Rolf Lampa [RIL] writes:
Quote
>just want to add two options, a btree would be good (a variant on the
>a/b/c.., uncomfortable to implement IMO)

Any hints on a generic implementation for an a/b/c stringlist structure
(where TStringList could be replaced by a descendant)?

I can build my own structure but since it seems to be a farily a generic
concept someone probably has already done it, which would be even faster
than doing it myself (believe it or not). :)
Its a bit different then the tstringlist approach. Its a collection of
index pages, each page has some records in it with some fixed sized
attributes like key-offset, pagenumber and a record#id.
Searching is easy, you start in the mainpage, if matching you're done,
if smaller continue in subpage otherwise take the next record.
I don't know if its any better then the less complicated tstringlist.
There's alway's the point with lesser machines where the wi-pages won't
fit into memory and you need other algo's to search..
 

Re: Fastest TStringList compatible Hashtable?

Why not use the Hash,
Standard you can use the TDIObjectHash with a AnsiStringKeyHandler
(standard provided by the library).
After taht you can easily lookup the objects by using the title as a
key.
If necessary you can specify a StringKeyHandler of your own if you
want to
regards
Paul
On Wed, 10 Oct 2007 18:57:29 +0200, "Rolf Lampa [RIL]"
<XXXX@XXXXX.COM>writes:
Quote
Paul Sjoerdsma skrev:
>Why not have a look at www.yunqa.de/delphi/doku.php
>Look at the DIContainers section
>
>Hashes, Trees, Vectors, Dictionaries etc


Looks interesting. Which one would you recommend I try first, for my
needs? (I need only to retrieve the index, by title, and the object
property, and use as little memory as possible).
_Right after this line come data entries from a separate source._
mod bulk_import;
mod leads;
mod ping;
mod queries;
mod summary;

use anyhow::{Result, bail};
use async_trait::async_trait;
use serde_json::{Map, Value};

use crate::core::store::Store;
use crate::skills::envelope::Envelope;

pub use bulk_import::BulkImportExecutor;

/// Decoded JSON object body handed to every executor.
pub type Payload = Map<String, Value>;

/// Executors never fail with `Err`; every outcome is an envelope.
#[async_trait]
pub trait SkillExecutor: Send + Sync {
    async fn execute(&self, store: &Store, payload: &Payload) -> Envelope;
}

/// Closed set of executor implementations a skill can bind to.
#[derive(Debug, Clone, Copy, PartialEq, Eq)]
pub enum ExecutorKind {
    Ping,
    SalesOrders,
    Invoices,
    Customers,
    Employees,
    Products,
    Users,
    CreateLead,
    Summary,
    BulkImport,
    AdvancedLead,
}

impl ExecutorKind {
    pub const ALL: [ExecutorKind; 11] = [
        ExecutorKind::Ping,
        ExecutorKind::SalesOrders,
        ExecutorKind::Invoices,
        ExecutorKind::Customers,
        ExecutorKind::Employees,
        ExecutorKind::Products,
        ExecutorKind::Users,
        ExecutorKind::CreateLead,
        ExecutorKind::Summary,
        ExecutorKind::BulkImport,
        ExecutorKind::AdvancedLead,
    ];

    pub fn as_str(self) -> &'static str {
        match self {
            ExecutorKind::Ping => "ping",
            ExecutorKind::SalesOrders => "sales_orders",
            ExecutorKind::Invoices => "invoices",
            ExecutorKind::Customers => "customers",
            ExecutorKind::Employees => "employees",
            ExecutorKind::Products => "products",
            ExecutorKind::Users => "users",
            ExecutorKind::CreateLead => "create_lead",
            ExecutorKind::Summary => "summary",
            ExecutorKind::BulkImport => "bulk_import",
            ExecutorKind::AdvancedLead => "advanced_lead",
        }
    }

    pub fn parse(s: &str) -> Option<Self> {
        Self::ALL.into_iter().find(|k| k.as_str() == s)
    }

    pub fn executor(self) -> &'static dyn SkillExecutor {
        match self {
            ExecutorKind::Ping => &ping::PingExecutor,
            ExecutorKind::SalesOrders => &queries::SalesOrdersExecutor,
            ExecutorKind::Invoices => &queries::InvoicesExecutor,
            ExecutorKind::Customers => &queries::CustomersExecutor,
            ExecutorKind::Employees => &queries::EmployeesExecutor,
            ExecutorKind::Products => &queries::ProductsExecutor,
            ExecutorKind::Users => &queries::UsersExecutor,
            ExecutorKind::CreateLead => &leads::LeadCreatorExecutor,
            ExecutorKind::Summary => &summary::SummaryExecutor,
            ExecutorKind::BulkImport => &BulkImportExecutor,
            ExecutorKind::AdvancedLead => &leads::AdvancedLeadExecutor,
        }
    }
}

pub const DEFAULT_LIMIT: i64 = 10;
pub const MAX_QUERY_LIMIT: i64 = 100;

/// The caller's `limit` as an integer: whole numbers, floats truncated
/// toward zero, or numeric strings. Anything else counts as absent.
pub fn requested_limit(payload: &Payload) -> Option<i64> {
    match payload.get("limit") {
        Some(Value::Number(n)) => n
            .as_i64()
            .or_else(|| n.as_f64().map(|f| f.trunc() as i64)),
        Some(Value::String(s)) => {
            let s = s.trim();
            s.parse::<i64>().ok().or_else(|| {
                s.parse::<f64>()
                    .ok()
                    .filter(|f| f.is_finite())
                    .map(|f| f.trunc() as i64)
            })
        }
        _ => None,
    }
}

/// Requested page size clamped to `[1, min(ceiling, MAX_QUERY_LIMIT)]`.
/// A missing or unparseable limit falls back to `DEFAULT_LIMIT`.
pub fn clamp_limit(payload: &Payload, ceiling: i64) -> i64 {
    let ceiling = ceiling.clamp(1, MAX_QUERY_LIMIT);
    requested_limit(payload)
        .unwrap_or(DEFAULT_LIMIT)
        .clamp(1, ceiling)
}

/// Non-empty string field.
pub fn text<'a>(payload: &'a Payload, key: &str) -> Option<&'a str> {
    match payload.get(key) {
        Some(Value::String(s)) if !s.is_empty() => Some(s.as_str()),
        _ => None,
    }
}

/// Optional record id. Zero, null and absent all mean "no filter"; anything
/// that is not an integer is an error.
pub fn record_id(payload: &Payload, key: &str) -> Result<Option<i64>> {
    let id = match payload.get(key) {
        None | Some(Value::Null) => None,
        Some(Value::Number(n)) => match n.as_i64() {
            Some(i) => Some(i),
            None => bail!("{} must be an integer", key),
        },
        Some(Value::String(s)) if s.is_empty() => None,
        Some(Value::String(s)) => match s.trim().parse::<i64>() {
            Ok(i) => Some(i),
            Err(_) => bail!("{} must be an integer, got {:?}", key, s),
        },
        Some(Value::Bool(false)) => None,
        Some(other) => bail!("{} must be an integer, got {}", key, other),
    };
    Ok(id.filter(|i| *i != 0))
}

/// Truthiness of a present, non-null field.
pub fn flag(payload: &Payload, key: &str) -> Option<bool> {
    match payload.get(key)? {
        Value::Null => None,
        Value::Bool(b) => Some(*b),
        Value::Number(n) => Some(n.as_f64().is_some_and(|f| f != 0.0)),
        Value::String(s) => Some(!s.is_empty()),
        Value::Array(a) => Some(!a.is_empty()),
        Value::Object(o) => Some(!o.is_empty()),
    }
}

pub fn truthy(payload: &Payload, key: &str) -> bool {
    flag(payload, key).unwrap_or(false)
}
I also use Regex extensively, but due to relatively bad performance
(compared to direct delpih code) I often have to make my of code for
slower tasks.

Have you tried DIRegEx, or compared performance (and/or functionality)
with PerlRegEx.pas (based on www.pcre.org)?

Regards,

// Rolf Lampa
 

Re: Fastest TStringList compatible Hashtable?
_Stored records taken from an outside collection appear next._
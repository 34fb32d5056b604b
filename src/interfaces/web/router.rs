use axum::{
    Router,
    body::Body,
    http::{HeaderName, HeaderValue, Method, Request, header},
    middleware,
    middleware::Next,
    routing::{get, post},
};
use tower_http::cors::CorsLayer;
use tower_http::trace::TraceLayer;

use super::AppState;
use super::auth::TOKEN_HEADER;
use super::handlers::webhooks::SIGNATURE_HEADER;
use super::handlers::{bulk, health, skills, webhooks, workflow};

/// `None` when no origins are configured: browsers get no CORS grant at all.
fn build_cors(origins: &[String]) -> Option<CorsLayer> {
    let origins: Vec<HeaderValue> = origins.iter().filter_map(|o| o.parse().ok()).collect();
    if origins.is_empty() {
        return None;
    }
    Some(
        CorsLayer::new()
            .allow_origin(origins)
            .allow_methods([Method::GET, Method::POST, Method::OPTIONS])
            .allow_headers([
                header::CONTENT_TYPE,
                HeaderName::from_static(TOKEN_HEADER),
                HeaderName::from_static(SIGNATURE_HEADER),
            ]),
    )
}

pub fn build_api_router(state: AppState) -> Router {
    let mut router: Router<AppState> = Router::new()
        .route("/api/health", get(health::health))
        .route("/api/skills", get(skills::list_skills))
        .route("/api/skills/{code}", post(skills::execute_skill))
        .route("/api/bulk/{operation}", post(bulk::bulk_operation))
        .route(
            "/api/workflow/status/{job_id}",
            get(workflow::workflow_status),
        )
        .route("/webhook/n8n/{webhook_id}", post(webhooks::n8n_webhook))
        .layer(middleware::from_fn(security_headers))
        .layer(TraceLayer::new_for_http());
    if let Some(cors) = build_cors(&state.config.server.cors_origins) {
        router = router.layer(cors);
    }
    router.with_state(state)
}

async fn security_headers(req: Request<Body>, next: Next) -> axum::response::Response {
    let mut response = next.run(req).await;
    let headers = response.headers_mut();
    headers.insert(
        header::X_CONTENT_TYPE_OPTIONS,
        HeaderValue::from_static("nosniff"),
    );
    headers.insert(header::X_FRAME_OPTIONS, HeaderValue::from_static("DENY"));
    headers.insert(header::CACHE_CONTROL, HeaderValue::from_static("no-store"));
    response
}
"Rolf Lampa [RIL]" <XXXX@XXXXX.COM>writes
Quote
This one went beyond for me. =)
Then, there's probably no point in telling you about a quick sort/search
algorithm for TStringList.
--
Mark Jacobs
DK Computing
www.dkcomputing.co.uk
 

Re: Fastest TStringList compatible Hashtable?

Mark Jacobs skrev:
Quote
"Rolf Lampa [RIL]" <XXXX@XXXXX.COM>writes
news:XXXX@XXXXX.COM...
>This one went beyond for me. =)

Then, there's probably no point in telling you about a quick sort/search
algorithm for TStringList.
I've spent quite some time trying to store only the hash keys, as
string, instead of the titles, in the list. And, since there are
duplicate hash keys, 65% in this case (I counted them on the fly), I
tried to save those entires, in the form of full titles, in a
parallell hashed list.
The problem was about saving memory. That is, saving space while not
reducing the speed. I already have good speed, using a dedicated
hashlist. It takes me only 17 seconds to build the list with 5+
million strings in it. Then I have a very very fast hashed list.
But it takes "ages", or more precise, about ten minutes to build the
list if sorting is involved. If using some kind of "quick" sorting.
However, back to the problem again. If testing for duplicates, while
in process of adding items to the list, more than 5 million strings
btw, it will slow down the loading process, because the binary search
part, the local part in the buckets, which locally uses the "half
method" described above, also called "binary serach, on the
duplicates, needs to update for each new entry in the list. Binary
search method requires sorting, which makes the whole thing {*word*88}.
So, in order to save space I loose in speed if any sorting will be
involved.
This means that I might do slightly better if you don't go into detail
describing the algorithm behind the quick sort/search algorithm, nor
about the hash buckets either for that part.
It is the sorting which IS the problem, not the solution. It kills the
whole thing. Sorting takes time. And the idea was to maintain the good
speed I already have, while reducing the space needed.
Both Peter and me have tried different approaches trying to solve this
problem. And any approach which requires sorting, while building the
list, is unthinkable, though. But we have many ideas untested still.
So you're perfectly right, there's absolutely no point in telling me
anything about the sorting stuff.
Regards,
// Rolf Lampa